> **Stored items**
· · ·

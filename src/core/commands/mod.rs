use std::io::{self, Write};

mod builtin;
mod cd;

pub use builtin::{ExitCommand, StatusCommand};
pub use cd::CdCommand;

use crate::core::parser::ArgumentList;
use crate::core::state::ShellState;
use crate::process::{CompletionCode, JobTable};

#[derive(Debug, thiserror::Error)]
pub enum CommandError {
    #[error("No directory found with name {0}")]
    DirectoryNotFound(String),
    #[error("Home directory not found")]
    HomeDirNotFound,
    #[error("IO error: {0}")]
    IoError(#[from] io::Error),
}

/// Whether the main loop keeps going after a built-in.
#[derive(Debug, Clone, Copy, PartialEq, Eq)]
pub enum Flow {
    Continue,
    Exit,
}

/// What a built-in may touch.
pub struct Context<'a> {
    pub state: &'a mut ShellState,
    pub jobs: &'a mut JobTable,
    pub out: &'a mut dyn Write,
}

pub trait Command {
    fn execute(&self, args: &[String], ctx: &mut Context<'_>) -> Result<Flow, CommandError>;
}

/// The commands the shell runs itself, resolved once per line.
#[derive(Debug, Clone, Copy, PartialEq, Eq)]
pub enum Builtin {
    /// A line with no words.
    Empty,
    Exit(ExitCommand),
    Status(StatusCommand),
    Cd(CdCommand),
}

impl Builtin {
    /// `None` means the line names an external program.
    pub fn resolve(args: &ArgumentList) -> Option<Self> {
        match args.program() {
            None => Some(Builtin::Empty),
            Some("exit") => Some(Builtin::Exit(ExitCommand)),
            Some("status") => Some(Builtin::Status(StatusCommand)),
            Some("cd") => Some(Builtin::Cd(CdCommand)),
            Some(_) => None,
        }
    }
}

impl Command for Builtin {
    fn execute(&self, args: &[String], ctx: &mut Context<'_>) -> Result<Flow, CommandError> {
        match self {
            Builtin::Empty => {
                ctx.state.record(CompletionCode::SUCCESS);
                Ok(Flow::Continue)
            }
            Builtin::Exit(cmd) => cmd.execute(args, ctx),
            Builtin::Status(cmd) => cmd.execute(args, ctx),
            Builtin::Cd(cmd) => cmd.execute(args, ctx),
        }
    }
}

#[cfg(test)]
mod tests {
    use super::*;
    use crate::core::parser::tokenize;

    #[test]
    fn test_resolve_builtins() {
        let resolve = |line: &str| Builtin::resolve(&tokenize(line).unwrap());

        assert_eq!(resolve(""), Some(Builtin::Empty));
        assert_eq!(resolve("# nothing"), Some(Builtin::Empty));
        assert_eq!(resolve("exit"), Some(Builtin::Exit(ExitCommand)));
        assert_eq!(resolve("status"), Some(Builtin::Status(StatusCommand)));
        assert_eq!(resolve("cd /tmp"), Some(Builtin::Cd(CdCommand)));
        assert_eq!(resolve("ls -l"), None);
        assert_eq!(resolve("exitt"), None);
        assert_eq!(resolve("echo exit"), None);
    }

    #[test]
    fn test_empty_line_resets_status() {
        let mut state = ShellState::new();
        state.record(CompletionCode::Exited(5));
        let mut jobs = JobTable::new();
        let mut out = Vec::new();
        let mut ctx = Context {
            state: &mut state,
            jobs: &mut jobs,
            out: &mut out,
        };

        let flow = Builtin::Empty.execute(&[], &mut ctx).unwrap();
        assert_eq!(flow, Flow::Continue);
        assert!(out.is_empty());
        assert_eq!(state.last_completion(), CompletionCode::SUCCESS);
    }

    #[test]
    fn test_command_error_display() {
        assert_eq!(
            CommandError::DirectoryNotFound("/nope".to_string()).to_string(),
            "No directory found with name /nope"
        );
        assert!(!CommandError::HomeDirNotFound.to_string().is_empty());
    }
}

· · ·

> **Problem to work on**
Copy the records above. Keep every word as it is.

> **Your solution**
filename src/core/commands/mod.rs
use std::io::{self, Write};

mod builtin;
mod cd;

pub use builtin::{ExitCommand, StatusCommand};
pub use cd::CdCommand;

use crate::core::parser::ArgumentList;
use crate::core::state::ShellState;
use crate::process::{CompletionCode, JobTable};

#[derive(Debug, thiserror::Error)]
pub enum CommandError {
    #[error("No directory found with name {0}")]
    DirectoryNotFound(String),
    #[error("Home directory not found")]
    HomeDirNotFound,
    #[error("IO error: {0}")]
    IoError(#[from] io::Error),
}

/// Whether the main loop keeps going after a built-in.
#[derive(Debug, Clone, Copy, PartialEq, Eq)]
pub enum Flow {
    Continue,
    Exit,
}

/// What a built-in may touch.
pub struct Context<'a> {
    pub state: &'a mut ShellState,
    pub jobs: &'a mut JobTable,
    pub out: &'a mut dyn Write,
}

pub trait Command {
    fn execute(&self, args: &[String], ctx: &mut Context<'_>) -> Result<Flow, CommandError>;
}

/// The commands the shell runs itself, resolved once per line.
#[derive(Debug, Clone, Copy, PartialEq, Eq)]
pub enum Builtin {
    /// A line with no words.
    Empty,
    Exit(ExitCommand),
    Status(StatusCommand),
    Cd(CdCommand),
}

impl Builtin {
    /// `None` means the line names an external program.
    pub fn resolve(args: &ArgumentList) -> Option<Self> {
        match args.program() {
            None => Some(Builtin::Empty),
            Some("exit") => Some(Builtin::Exit(ExitCommand)),
            Some("status") => Some(Builtin::Status(StatusCommand)),
            Some("cd") => Some(Builtin::Cd(CdCommand)),
            Some(_) => None,
        }
    }
}

impl Command for Builtin {
    fn execute(&self, args: &[String], ctx: &mut Context<'_>) -> Result<Flow, CommandError> {
        match self {
            Builtin::Empty => {
                ctx.state.record(CompletionCode::SUCCESS);
                Ok(Flow::Continue)
            }
            Builtin::Exit(cmd) => cmd.execute(args, ctx),
            Builtin::Status(cmd) => cmd.execute(args, ctx),
            Builtin::Cd(cmd) => cmd.execute(args, ctx),
        }
    }
}

#[cfg(test)]
mod tests {
    use super::*;
    use crate::core::parser::tokenize;

    #[test]
    fn test_resolve_builtins() {
        let resolve = |line: &str| Builtin::resolve(&tokenize(line).unwrap());

        assert_eq!(resolve(""), Some(Builtin::Empty));
        assert_eq!(resolve("# nothing"), Some(Builtin::Empty));
        assert_eq!(resolve("exit"), Some(Builtin::Exit(ExitCommand)));
        assert_eq!(resolve("status"), Some(Builtin::Status(StatusCommand)));
        assert_eq!(resolve("cd /tmp"), Some(Builtin::Cd(CdCommand)));
        assert_eq!(resolve("ls -l"), None);
        assert_eq!(resolve("exitt"), None);
        assert_eq!(resolve("echo exit"), None);
    }

    #[test]
    fn test_empty_line_resets_status() {
        let mut state = ShellState::new();
        state.record(CompletionCode::Exited(5));
        let mut jobs = JobTable::new();
        let mut out = Vec::new();
        let mut ctx = Context {
            state: &mut state,
            jobs: &mut jobs,
            out: &mut out,
        };

        let flow = Builtin::Empty.execute(&[], &mut ctx).unwrap();
        assert_eq!(flow, Flow::Continue);
        assert!(out.is_empty());
        assert_eq!(state.last_completion(), CompletionCode::SUCCESS);
    }

    #[test]
    fn test_command_error_display() {
        assert_eq!(
            CommandError::DirectoryNotFound("/nope".to_string()).to_string(),
            "No directory found with name /nope"
        );
        assert!(!CommandError::HomeDirNotFound.to_string().is_empty());
    }
}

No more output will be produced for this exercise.